Exponential Distribution

The exponential distribution is a continuous probability distribution that models the time until the next event in a sequence of independent events. Exponential distribution has one parameter, known as rate parameter, $\lambda$ which is rate of event per unit time. If $\beta$ is the average time until the event occurs, $\lambda = \frac{1}{\beta}$.

Let $X$ be random variable which follows an exponential distribution with rate $\lambda$, we write $X \sim Exp(\lambda)$.

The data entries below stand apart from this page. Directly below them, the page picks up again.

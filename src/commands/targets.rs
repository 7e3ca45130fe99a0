use crate::client::CtfClient;
use crate::config::RaiderConfig;
use crate::error::{RaiderError, Result};
use crate::limiter::RateLimiter;
use crate::logging;
use crate::models::{GuessData, GuessOutcome, SuccessResponse, Target, TargetsData};
use crate::retry::{call_with_retry, RetryPolicy};

/// Retry budget for control-plane calls (listing, guesses)
pub fn api_policy(config: &RaiderConfig) -> Result<RetryPolicy> {
    let settings = config.engagement()?;
    Ok(RetryPolicy::new(settings.retry, settings.max_turns))
}

/// Targets from the config file, or from the API when none are configured
pub async fn resolve_targets(
    config: &RaiderConfig,
    client: &CtfClient,
    limiter: &RateLimiter,
    policy: &RetryPolicy,
) -> Result<Vec<Target>> {
    if !config.targets.is_empty() {
        tracing::info!("Using {} configured targets", config.targets.len());
        return Ok(config.targets.clone());
    }
    let targets = call_with_retry(policy, limiter, || client.list_targets()).await?;
    if targets.is_empty() {
        return Err(RaiderError::NoTargets);
    }
    Ok(targets)
}

/// List attackable targets
pub async fn list_targets(
    config: &RaiderConfig,
    client: &CtfClient,
    limiter: &RateLimiter,
) -> Result<serde_json::Value> {
    let policy = api_policy(config)?;
    let targets = resolve_targets(config, client, limiter, &policy).await?;
    logging::record("targets", format!("count={}", targets.len()), true);

    let response = SuccessResponse::new(TargetsData {
        count: targets.len(),
        targets,
    });
    Ok(serde_json::to_value(response)?)
}

/// Submit one guess, spaced by the shared limiter
pub async fn submit_guess(
    client: &CtfClient,
    limiter: &RateLimiter,
    policy: &RetryPolicy,
    target_id: &str,
    guess: &str,
) -> Result<GuessOutcome> {
    match call_with_retry(policy, limiter, || client.submit_guess(target_id, guess)).await {
        Ok(correct) => {
            logging::record(
                "guess",
                format!("team={} correct={}", target_id, correct),
                true,
            );
            Ok(GuessOutcome {
                target_id: target_id.to_string(),
                guess: guess.to_string(),
                correct,
            })
        }
        Err(e) => {
            logging::record("guess", format!("team={} error={}", target_id, e), false);
            Err(e)
        }
    }
}

/// `guess` command
pub async fn guess(
    config: &RaiderConfig,
    client: &CtfClient,
    limiter: &RateLimiter,
    target_id: &str,
    flag: &str,
) -> Result<serde_json::Value> {
    let policy = api_policy(config)?;
    let outcome = submit_guess(client, limiter, &policy, target_id, flag).await?;
    Ok(serde_json::to_value(SuccessResponse::new(GuessData { outcome }))?)
}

Mean and variance of exponential distribution:

mean = $\frac{1}{\lambda}$
Variance = $\frac{1}{\lambda^2}$

The functions associated with the exponential distribution are used as follows:

dexp(x= , rate= )
pexp(q= , rate= , lower.tail= )
qexp(p= , rate= , lower.tail= )
rexp(n= , rate= )

Graph of probability density function of exponential distributions with different parameters:

x <- seq(0, 10, 0.1)
plot(x, dexp(x, rate = 0.5), type = "l",ylab = "", lwd = 2, col = "red", main = "Exponential distribution with different parameters")

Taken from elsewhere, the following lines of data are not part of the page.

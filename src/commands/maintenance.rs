use std::path::PathBuf;

use crate::config::default_transcripts_path;
use crate::error::Result;
use crate::export::load_transcripts;
use crate::logging;
use crate::models::{
    ClearLogsData, ExportData, LogEntry, LogsData, StrategiesData, StrategyInfo, SuccessResponse,
};
use crate::strategy::StrategyKind;

/// Strategy catalog, or a single entry of it
pub fn list_strategies(name: Option<StrategyKind>) -> Result<serde_json::Value> {
    let strategies: Vec<StrategyInfo> = StrategyKind::ALL
        .iter()
        .filter(|kind| name.map_or(true, |n| n == **kind))
        .map(|kind| StrategyInfo {
            name: *kind,
            description: kind.description(),
            messages: kind.templates().len(),
        })
        .collect();

    let response = SuccessResponse::new(StrategiesData {
        count: strategies.len(),
        strategies,
    });
    Ok(serde_json::to_value(response)?)
}

/// Saved transcripts from `path` or the default location
pub fn show_export(path: Option<&str>) -> Result<serde_json::Value> {
    let path = path.map(PathBuf::from).unwrap_or_else(default_transcripts_path);
    let transcripts = load_transcripts(&path)?;

    let response = SuccessResponse::new(ExportData {
        path: path.to_string_lossy().to_string(),
        count: transcripts.len(),
        transcripts,
    });
    Ok(serde_json::to_value(response)?)
}

/// Recent op log entries, most recent first
pub fn show_logs(n: usize, operation: Option<&str>) -> Result<serde_json::Value> {
    let entries = logging::read_logs(n, operation)?;
    let count = entries.len();
    let data = LogsData {
        entries: entries
            .into_iter()
            .map(|e| LogEntry {
                timestamp: e.timestamp.to_rfc3339(),
                level: if e.success { "info" } else { "error" }.to_string(),
                operation: e.operation,
                details: e
                    .details
                    .map(|d| serde_json::json!({ "message": d }))
                    .unwrap_or_else(|| serde_json::json!({})),
            })
            .collect(),
        count,
        total: count,
    };
    Ok(serde_json::to_value(SuccessResponse::new(data))?)
}

pub fn clear_logs() -> Result<serde_json::Value> {
    let removed = logging::clear_logs()?;
    tracing::info!("Cleared {} log lines", removed);
    Ok(serde_json::to_value(SuccessResponse::new(ClearLogsData {
        cleared: true,
    }))?)
}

lines(x, dexp(x,rate =1 ), col = "blue", lty = 1, lwd = 2)

lines(x, dexp(x,rate = 1.5), col = "orange", lty = 1, lwd = 2)


lines(x, dexp(x, rate = 2), col = "green", lty = 1, lwd = 2)

# Adding a legend
legend("topright", legend = c("rate = 0.5", " rate = 1", "rate = 1.5", "rate = 2"), col = c("red", "blue", "orange", "green"),
       title = "rates",
       title.adj = 0.9, lty = 1, lwd = 2)

Gamma Distribution

Gamma Distribution is a continuous probability distribution widely used to model the time until the $\alpha^{th}$ event to occur. Gamma distribution has two parameters $\alpha$- shape parameter and $\beta$- scale parameter.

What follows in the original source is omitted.